Годы учения Вильгельма Мейстера | страница 16
Хотя предприняли мы наши театральные попытки без разумения и осуществили их без руководства, однако они оказались для нас не без пользы. Упражняя свою память и свое тело, мы приобрели больше сноровки в речах и манерах, чем положено в столь ранние годы. Для меня лично это составило целую эпоху, я обратился всеми помыслами к театру и не желал себе иного счастья, нежели читать, писать, а также играть пьесы.
Учителя по-прежнему давали мне уроки; меня готовили к торговому поприщу и определили конторщиком к нашему соседу; но как раз в ту пору я все сильнее отвращался душой от того, что считал низменным занятием. Все свои силы желал я посвятить театру, в нем обрести для себя счастье и удовлетворение.

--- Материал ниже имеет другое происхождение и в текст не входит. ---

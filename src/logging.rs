// ABOUTME: Logging configuration and structured logging setup for observability and debugging
// ABOUTME: Configures log levels, output formats and noise reduction for the server and CLI
//
// SPDX-License-Identifier: MIT OR Apache-2.0
// Copyright (c) 2025 ShantiSaathi Contributors

//! Production-ready logging configuration with structured output

use crate::constants::service;
use anyhow::{anyhow, Result};
use serde_json::json;
use std::env;
use std::io;
use tracing::{info, warn};
use tracing_subscriber::{
    fmt::{self, format::FmtSpan, writer::BoxMakeWriter},
    layer::SubscriberExt,
    util::SubscriberInitExt,
    EnvFilter,
};

/// Logging configuration
#[derive(Debug, Clone)]
#[allow(clippy::struct_excessive_bools)] // Independent output toggles
pub struct LoggingConfig {
    /// Log level (trace, debug, info, warn, error)
    pub level: String,
    /// Output format (json, pretty, compact)
    pub format: LogFormat,
    /// Include source file and line numbers
    pub include_location: bool,
    /// Include thread information
    pub include_thread: bool,
    /// Include span open/close events
    pub include_spans: bool,
    /// Write to stderr instead of stdout (interactive CLI)
    pub to_stderr: bool,
    /// Service name for structured logging
    pub service_name: String,
    /// Service version
    pub service_version: String,
    /// Environment (development, testing, production)
    pub environment: String,
}

/// Log output format options
#[derive(Debug, Clone, Copy, PartialEq, Eq)]
pub enum LogFormat {
    /// `JSON` format for production logging
    Json,
    /// Pretty format for development
    Pretty,
    /// Compact format for space-constrained environments
    Compact,
}

impl LogFormat {
    /// Parse from string, unknown values select `Pretty`
    #[must_use]
    pub fn from_str_or_default(s: &str) -> Self {
        match s.trim().to_lowercase().as_str() {
            "json" => Self::Json,
            "compact" => Self::Compact,
            _ => Self::Pretty,
        }
    }
}

impl Default for LoggingConfig {
    fn default() -> Self {
        Self {
            level: "info".into(),
            format: LogFormat::Pretty,
            include_location: false,
            include_thread: false,
            include_spans: false,
            to_stderr: false,
            service_name: service::SERVICE_NAME.into(),
            service_version: service::SERVER_VERSION.to_owned(),
            environment: "development".into(),
        }
    }
}

impl LoggingConfig {
    /// Create logging configuration from environment variables
    #[must_use]
    pub fn from_env() -> Self {
        let level = env::var("RUST_LOG").unwrap_or_else(|_| "info".into());

        let format = env::var("LOG_FORMAT")
            .map(|s| LogFormat::from_str_or_default(&s))
            .unwrap_or(LogFormat::Pretty);

        let environment = env::var("NODE_ENV")
            .or_else(|_| env::var("ENVIRONMENT"))
            .unwrap_or_else(|_| "development".into());

        // In production, use more detailed logging
        let is_production = environment == "production";

        Self {
            level,
            format,
            include_location: is_production || env::var("LOG_INCLUDE_LOCATION").is_ok(),
            include_thread: is_production || env::var("LOG_INCLUDE_THREAD").is_ok(),
            include_spans: env::var("LOG_INCLUDE_SPANS").is_ok(),
            to_stderr: false,
            service_name: env::var("SERVICE_NAME")
                .unwrap_or_else(|_| service::SERVICE_NAME.into()),
            service_version: service::SERVER_VERSION.to_owned(),
            environment,
        }
    }

    /// Quiet stderr logging for the interactive client
    #[must_use]
    pub fn for_cli(verbose: bool) -> Self {
        Self {
            level: if verbose { "debug" } else { "warn" }.into(),
            format: LogFormat::Compact,
            to_stderr: true,
            service_name: "shantisaathi-cli".into(),
            ..Self::default()
        }
    }

    /// Build the filter with noise reduction applied on top of `RUST_LOG`
    fn build_filter(&self) -> EnvFilter {
        let base = env::var("RUST_LOG").unwrap_or_else(|_| self.level.clone());

        [
            "hyper=warn",
            "hyper_util=warn",
            "reqwest=warn",
            "rustls=warn",
            "tower_http=info",
        ]
        .iter()
        .fold(EnvFilter::new(base), |filter, directive| {
            filter.add_directive(
                directive
                    .parse()
                    .unwrap_or_else(|_| tracing::Level::WARN.into()),
            )
        })
        // Keep our application logs at desired level
        .add_directive(
            format!("shantisaathi_server={}", self.level)
                .parse()
                .unwrap_or_else(|_| tracing::Level::INFO.into()),
        )
    }

    fn writer(&self) -> BoxMakeWriter {
        if self.to_stderr {
            BoxMakeWriter::new(io::stderr)
        } else {
            BoxMakeWriter::new(io::stdout)
        }
    }

    fn span_events(&self) -> FmtSpan {
        if self.include_spans {
            FmtSpan::NEW | FmtSpan::CLOSE
        } else {
            FmtSpan::NONE
        }
    }

    /// Initialize the global tracing subscriber
    ///
    /// # Errors
    ///
    /// Returns an error if a global subscriber is already installed
    pub fn init(&self) -> Result<()> {
        let registry = tracing_subscriber::registry().with(self.build_filter());

        let installed = match self.format {
            LogFormat::Json => registry
                .with(
                    fmt::layer()
                        .with_file(self.include_location)
                        .with_line_number(self.include_location)
                        .with_thread_ids(self.include_thread)
                        .with_thread_names(self.include_thread)
                        .with_target(true)
                        .with_writer(self.writer())
                        .with_span_events(self.span_events())
                        .json(),
                )
                .try_init(),
            LogFormat::Pretty => registry
                .with(
                    fmt::layer()
                        .with_file(self.include_location)
                        .with_line_number(self.include_location)
                        .with_thread_ids(self.include_thread)
                        .with_thread_names(self.include_thread)
                        .with_target(true)
                        .with_writer(self.writer())
                        .with_span_events(self.span_events()),
                )
                .try_init(),
            LogFormat::Compact => registry
                .with(
                    fmt::layer()
                        .compact()
                        .with_target(false)
                        .with_writer(self.writer())
                        .with_span_events(FmtSpan::NONE),
                )
                .try_init(),
        };
        installed.map_err(|e| anyhow!("Failed to install tracing subscriber: {e}"))?;

        if !self.to_stderr {
            self.log_startup_info();
        }
        Ok(())
    }

    /// Log structured startup information
    fn log_startup_info(&self) {
        info!(
            service.name = %self.service_name,
            service.version = %self.service_version,
            environment = %self.environment,
            log.level = %self.level,
            log.format = ?self.format,
            "ShantiSaathi server starting up"
        );

        let config_summary = json!({
            "service": {
                "name": self.service_name,
                "version": self.service_version,
                "environment": self.environment
            },
            "logging": {
                "level": self.level,
                "format": format!("{:?}", self.format),
                "features": {
                    "location": self.include_location,
                    "thread": self.include_thread,
                    "spans": self.include_spans
                }
            }
        });

        info!("Logging configured: {}", config_summary);
    }
}

/// Initialize logging from environment
///
/// # Errors
///
/// Returns an error if logging initialization fails
pub fn init_from_env() -> Result<()> {
    LoggingConfig::from_env().init()
}

/// First `max_chars` characters of `text`, with an ellipsis when cut
#[must_use]
pub fn preview(text: &str, max_chars: usize) -> String {
    let mut chars = text.chars();
    let head: String = chars.by_ref().take(max_chars).collect();
    if chars.next().is_some() {
        format!("{head}…")
    } else {
        head
    }
}

/// Application-specific logging utilities
pub struct AppLogger;

impl AppLogger {
    /// Log a completed chat turn
    pub fn log_chat_turn(
        language: &str,
        model: &str,
        message_preview: &str,
        reply_chars: usize,
        tokens_used: Option<u32>,
        fallback_used: bool,
        duration_ms: u64,
    ) {
        info!(
            chat.language = %language,
            chat.model = %model,
            chat.preview = %message_preview,
            chat.reply_chars = reply_chars,
            chat.tokens = tokens_used.unwrap_or(0),
            chat.fallback = fallback_used,
            chat.duration_ms = duration_ms,
            "Chat turn completed"
        );
    }

    /// Log a failed chat turn with its classified kind
    pub fn log_chat_failure(kind: &str, detail: &str, duration_ms: u64) {
        warn!(
            chat.failure = %kind,
            chat.detail = %detail,
            chat.duration_ms = duration_ms,
            "Chat turn failed"
        );
    }

    /// Log a request rejected by the local rate limiter
    pub fn log_rate_limited(client: &str, path: &str, limit: u32) {
        warn!(
            client.ip = %client,
            http.path = %path,
            rate_limit.limit = limit,
            "Rate limit exceeded"
        );
    }
}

Помнится, среди моих бумаг было стихотворение, где муза трагической поэзии и вторая особа женского пола — олицетворение ремесла — оспаривают друг у друга мою драгоценную персону. Идея довольно избитая, и не помню, стоят ли чего-нибудь сами стихи, однако их не мешает прочесть ради того ужаса, отвращения, любви и страсти, которыми они полны. Как подробно и придирчиво расписал я в них старуху хозяйку с прялкой у пояса, с ключами на боку и очками на носу, вечно в хлопотах, вечно в заботах, сварливую и прижимистую, мелочную и докучливую! Сколь жалостным изобразил я положение тех, кому приходится сгибаться под ее пятой, в поте лица зарабатывая себе пропитание каждодневным рабским трудом!

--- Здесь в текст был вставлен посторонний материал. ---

// ABOUTME: Client-side conversation transcript
// ABOUTME: Records turns for display and derives the bounded history sent with each request
//
// SPDX-License-Identifier: MIT OR Apache-2.0
// Copyright (c) 2025 ShantiSaathi Contributors

use crate::constants::{chat, messages};
use crate::llm::{ChatMessage, MessageRole};

/// One line of the conversation
#[derive(Debug, Clone, PartialEq, Eq)]
struct TranscriptEntry {
    role: MessageRole,
    text: String,
    /// Failed turn or its placeholder, never sent back to the server
    is_error: bool,
}

/// Conversation as seen by the client
#[derive(Debug, Clone)]
pub struct Transcript {
    entries: Vec<TranscriptEntry>,
    max_history: usize,
}

impl Default for Transcript {
    fn default() -> Self {
        Self::new(chat::MAX_HISTORY_TURNS)
    }
}

impl Transcript {
    /// Transcript sending at most `max_history` prior turns per request
    #[must_use]
    pub const fn new(max_history: usize) -> Self {
        Self {
            entries: Vec::new(),
            max_history,
        }
    }

    fn push(&mut self, role: MessageRole, text: impl Into<String>, is_error: bool) {
        self.entries.push(TranscriptEntry {
            role,
            text: text.into(),
            is_error,
        });
    }

    /// Record the user's message
    pub fn push_user(&mut self, text: impl Into<String>) {
        self.push(MessageRole::User, text, false);
    }

    /// Record the assistant's reply
    pub fn push_assistant(&mut self, text: impl Into<String>) {
        self.push(MessageRole::Assistant, text, false);
    }

    /// Record the connection-issue placeholder after a failed turn
    ///
    /// The user message that failed is withdrawn from history as well, so a
    /// turn the server rejected is never replayed.
    pub fn push_connection_issue(&mut self) {
        if let Some(last) = self
            .entries
            .last_mut()
            .filter(|entry| entry.role == MessageRole::User)
        {
            last.is_error = true;
        }
        self.push(MessageRole::Assistant, messages::CONNECTION_ISSUE, true);
    }

    /// Most recent real turns, oldest first, excluding failed turns
    #[must_use]
    pub fn history(&self) -> Vec<ChatMessage> {
        let mut turns: Vec<ChatMessage> = self
            .entries
            .iter()
            .rev()
            .filter(|entry| !entry.is_error)
            .take(self.max_history)
            .map(|entry| ChatMessage::new(entry.role, entry.text.clone()))
            .collect();
        turns.reverse();
        turns
    }

    /// Forget everything
    pub fn clear(&mut self) {
        self.entries.clear();
    }
}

Сколь отлична была от нее другая! Что за явление для ' угнетенного сердца! Великолепно сложена, осанкой и поведением — истая дочь свободы. Чувство собственного достоинства вселяло в нее уверенность; облегая, но не стесняя тела, пышные складки ткани, точно тысячекратный отзвук, повторяли пленительные движения богоравной! Какое противопоставление! На чью сторону склонялось мое сердце, тебе нетрудно угадать. Ни одно из отличий моей музы не было упущено. Короны и кинжалы, цепи и маски, завещанные мне моими предшественниками, были и тут присвоены ей. Спор был горяч, речи обеих особ являли достодолжный контраст, ибо на четырнадцатом году стремишься в лоб сопоставлять черное и белое. Старуха говорила, как положено особе, поднимающей с полу булавку, а другая — как та, кому привычно раздаривать царства. Грозные предостережения старухи были отвергнуты; я уже повернулся спиной к богатствам, которые она сулила; нагой и неимущий, предался я музе, а она, кинув мне свое золотое покрывало, одела мою наготу.

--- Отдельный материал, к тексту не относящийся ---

// ABOUTME: Chat request validation that runs before any upstream call
// ABOUTME: Checks message, language and history fields and reports every violation at once
//
// SPDX-License-Identifier: MIT OR Apache-2.0
// Copyright (c) 2025 ShantiSaathi Contributors

use serde_json::{Map, Value};
use thiserror::Error;

use crate::constants::chat;
use crate::errors::AppError;
use crate::languages::{self, Language};
use crate::llm::{ChatMessage, MessageRole};

/// Every violated field of a rejected request
#[derive(Debug, Clone, PartialEq, Eq, Error)]
#[error("invalid chat request: {}", .0.join("; "))]
pub struct ValidationError(pub Vec<String>);

impl ValidationError {
    /// Violation messages in field order
    #[must_use]
    pub fn violations(&self) -> &[String] {
        &self.0
    }
}

impl From<ValidationError> for AppError {
    fn from(error: ValidationError) -> Self {
        Self::invalid_input(error.0)
    }
}

/// A request that passed validation
#[derive(Debug, Clone, PartialEq, Eq)]
pub struct ValidatedRequest {
    /// Trimmed user message
    pub message: String,
    /// Resolved language (English when unknown)
    pub language: &'static Language,
    /// Prior turns as supplied by the client
    pub history: Vec<ChatMessage>,
}

/// Limits applied to incoming chat requests
#[derive(Debug, Clone, Copy)]
pub struct MessageValidator {
    max_message_chars: usize,
    max_history: usize,
    max_history_content_chars: usize,
}

impl Default for MessageValidator {
    fn default() -> Self {
        Self::new(chat::MAX_HISTORY_TURNS)
    }
}

impl MessageValidator {
    /// Validator accepting at most `max_history` prior turns
    #[must_use]
    pub const fn new(max_history: usize) -> Self {
        Self {
            max_message_chars: chat::MAX_MESSAGE_CHARS,
            max_history,
            max_history_content_chars: chat::MAX_HISTORY_CONTENT_CHARS,
        }
    }

    /// Validate a decoded request body
    ///
    /// # Errors
    ///
    /// Returns every violated field when the body is not acceptable
    pub fn validate(&self, body: &Value) -> Result<ValidatedRequest, ValidationError> {
        let Some(object) = body.as_object() else {
            return Err(ValidationError(vec![
                "Request body must be a JSON object".to_owned(),
            ]));
        };

        let mut violations = Vec::new();
        let message = self.check_message(object, &mut violations);
        let language = Self::check_language(object, &mut violations);
        let history = self.check_history(object, &mut violations);

        match message {
            Some(message) if violations.is_empty() => Ok(ValidatedRequest {
                message,
                language,
                history,
            }),
            _ => Err(ValidationError(violations)),
        }
    }

    fn check_message(
        &self,
        object: &Map<String, Value>,
        violations: &mut Vec<String>,
    ) -> Option<String> {
        match object.get("message") {
            None | Some(Value::Null) => {
                violations.push("Message cannot be empty".to_owned());
                None
            }
            Some(Value::String(raw)) => {
                let trimmed = raw.trim();
                let chars = trimmed.chars().count();
                if chars == 0 {
                    violations.push("Message cannot be empty".to_owned());
                    None
                } else if chars > self.max_message_chars {
                    violations.push("Message too long".to_owned());
                    None
                } else {
                    Some(trimmed.to_owned())
                }
            }
            Some(_) => {
                violations.push("Message must be a string".to_owned());
                None
            }
        }
    }

    fn check_language(object: &Map<String, Value>, violations: &mut Vec<String>) -> &'static Language {
        match object.get("language") {
            None | Some(Value::Null) => languages::default_language(),
            Some(Value::String(code)) => languages::resolve(Some(code)),
            Some(_) => {
                violations.push("Language must be a string".to_owned());
                languages::default_language()
            }
        }
    }

    fn check_history(
        &self,
        object: &Map<String, Value>,
        violations: &mut Vec<String>,
    ) -> Vec<ChatMessage> {
        let entries = match object.get("conversationHistory") {
            None | Some(Value::Null) => return Vec::new(),
            Some(Value::Array(entries)) => entries,
            Some(_) => {
                violations.push("Conversation history must be an array".to_owned());
                return Vec::new();
            }
        };

        if entries.len() > self.max_history {
            violations.push("Conversation history too long".to_owned());
        }

        entries
            .iter()
            .enumerate()
            .filter_map(|(i, entry)| self.check_turn(i, entry, violations))
            .collect()
    }

    fn check_turn(&self, index: usize, entry: &Value, violations: &mut Vec<String>) -> Option<ChatMessage> {
        let Some(turn) = entry.as_object() else {
            violations.push(format!("Conversation history entry {index} must be an object"));
            return None;
        };

        let role = turn.get("role").and_then(Value::as_str).and_then(MessageRole::parse);
        if role.is_none() {
            violations.push(format!("Conversation history entry {index} has invalid role"));
        }

        let content = match turn.get("content") {
            Some(Value::String(text)) if text.trim().is_empty() => {
                violations.push(format!(
                    "Conversation history entry {index} content cannot be empty"
                ));
                None
            }
            Some(Value::String(text)) if text.chars().count() > self.max_history_content_chars => {
                violations.push(format!("Conversation history entry {index} content too long"));
                None
            }
            Some(Value::String(text)) => Some(text.clone()),
            _ => {
                violations.push(format!(
                    "Conversation history entry {index} content must be a string"
                ));
                None
            }
        };

        Some(ChatMessage::new(role?, content?))
    }
}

— Если бы я предвидел, любовь моя, — воскликнул он, прижимая Мариану к груди, — что явится другая, прекраснейшая богиня, укрепит меня в моем решении и будет сопутствовать мне на избранной стезе, насколько более радостный оборот приняли бы мои стихи, насколько увлекательней показался бы их финал! Но нет, не вымысел, а правду и жизнь обрел я в твоих объятиях; позволь же нам вкушать сладостное блаженство, сознавая всю его полноту.